PDA Letter Article

TR-41: The 2022 Revision

by Scott Lute, U.S. FDA, Josh Eaton, PDA, Inc., and Kurt Brorson, Parexel International

Cover of PDA Technical Report No. 41Virus retentive filters (VRFs) are key to minimize risks from virus contamination of biotechnology and plasma derived medicinal products. These filters effectively remove a range of viruses from manufacturing process fluids through robust size-based sieving.

Just this month, PDA released a 2022 revision of Technical Report No. 41: Virus Retentive Filtration. The previous version of TR-41 (2008) summarized the history of virus filtration, currently available VRFs and prefilters, validation approaches, sterilization/sanitization approaches, point of use and virus filtration integrity test methods and study models. While the 2008 version was still timely and relevant 15 years later, an update was warranted to address future trends, recently identified gaps and emerging filtration technologies. It also removed some outdated some discussions.
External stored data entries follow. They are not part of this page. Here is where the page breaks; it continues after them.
//! Configuration system

pub use serde::{Deserialize, Serialize};

mod context;

pub use context::ContextConfig;

/// Configuration trait
pub trait Config: Serialize + for<'de> Deserialize<'de> + Default {
    /// Load configuration from a `.toml` or `.ron` file
    fn load_from_file(path: &str) -> Result<Self, ConfigError> {
        let contents = std::fs::read_to_string(path)?;

        if path.ends_with(".toml") {
            toml::from_str(&contents).map_err(|e| ConfigError::Parse(e.to_string()))
        } else if path.ends_with(".ron") {
            ron::from_str(&contents).map_err(|e| ConfigError::Parse(e.to_string()))
        } else {
            Err(ConfigError::UnsupportedFormat(path.to_string()))
        }
    }

    /// Load configuration, falling back to defaults when the file does not exist
    fn load_or_default(path: &str) -> Result<Self, ConfigError> {
        match Self::load_from_file(path) {
            Err(ConfigError::Io(e)) if e.kind() == std::io::ErrorKind::NotFound => {
                log::info!("No configuration at {path}, using defaults");
                Ok(Self::default())
            }
            other => other,
        }
    }

    /// Save configuration to a `.toml` or `.ron` file
    fn save_to_file(&self, path: &str) -> Result<(), ConfigError> {
        let contents = if path.ends_with(".toml") {
            toml::to_string_pretty(self).map_err(|e| ConfigError::Serialize(e.to_string()))?
        } else if path.ends_with(".ron") {
            ron::ser::to_string_pretty(self, ron::ser::PrettyConfig::default())
                .map_err(|e| ConfigError::Serialize(e.to_string()))?
        } else {
            return Err(ConfigError::UnsupportedFormat(path.to_string()));
        };

        std::fs::write(path, contents).map_err(ConfigError::Io)
    }
}

/// Configuration errors
#[derive(thiserror::Error, Debug)]
pub enum ConfigError {
    /// IO error
    #[error("IO error: {0}")]
    Io(#[from] std::io::Error),

    /// Parse error
    #[error("Parse error: {0}")]
    Parse(String),

    /// Serialization error
    #[error("Serialization error: {0}")]
    Serialize(String),

    /// Unsupported format
    #[error("Unsupported format: {0}")]
    UnsupportedFormat(String),

    /// A value is out of range
    #[error("Invalid configuration: {0}")]
    Invalid(String),
}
Specifically, the 2022 version updates or includes the following:

  • Barrier technology – media treatment
  • New product classes – cell and gene therapy
  • New filter types and brands
    • New manufacturing modalities (e.g., QbD/design spaces; continuous processing, etc.)
  • Model FMEA for end users implementing virus retentive filters
    Technological gaps identified since 2008 (e.g., fluid stop/start)

A year ago, PDA promulgated ANSI/PDA Standard 04-2021: “Phage Retention Nomenclature Rating for Small- and Large-Virus Retentive Filters.” The core methods for both classes of VRFs had been included as an appendix to the 2008 version of TR-41. However, refining and harmonizing the methods was needed and involved a five-year effort by an expert committee from industry, government and a consulting organization. The standard is intended to provide VRF suppliers with common methodology and nomenclature for large- and small-virus-retentive filters, using bacteriophage as a model. It also guides users/manufacturers when selecting the most appropriate VRF for their specific manufacturing process.

Specifically, the new American National Standard (ANS):

  • Provides methods for preparing and enumerating suitable sized bacteriophage (PP7 and PR772 as models for small and large viruses, respectively) as test items, and
  • Provides detailed methods and acceptance criteria for testing bacteriophage retention by large- and small-virus retentive filters,
  • Guides selection of appropriately rated filters as defined by suppliers in a standardized manner using a risk-based approach.
  • However, it is not a substitute for process validation for viral clearance claims.

Finally, to augment these PDA efforts, a team for subject matter experts from CDER/FDA, Parexel International Corp., Amgen Inc., Genentech Inc. and NGM Biopharmaceuticals co-published a comprehensive review article on VRF technology in Biotechnology and Bioengineering, “Virus filtration: A review of current and future practices in bioprocessing”. The review compliments the 2022 TR-41 revision by summarizing the history of virus filtration, currently available VRFs and prefilters, and VRF integrity test methods and study models. There is also discussion of the scientific literature behind the current understanding and gaps with an eye toward future trends and emerging filtration technologies.

PDA fully understands that providing members with timely advice is critical when developing comprehensive virus risk mitigation strategies for biopharmaceuticals and biologics. The PDA membership has deep knowledge, experience, and leadership in viral clearance in bioprocessing, including virus retentive filtration.

The new 2022 revision of TR-41 is the latest addition to this knowledgebase and will undoubtedly greatly assist the PDA membership for the next decade and beyond.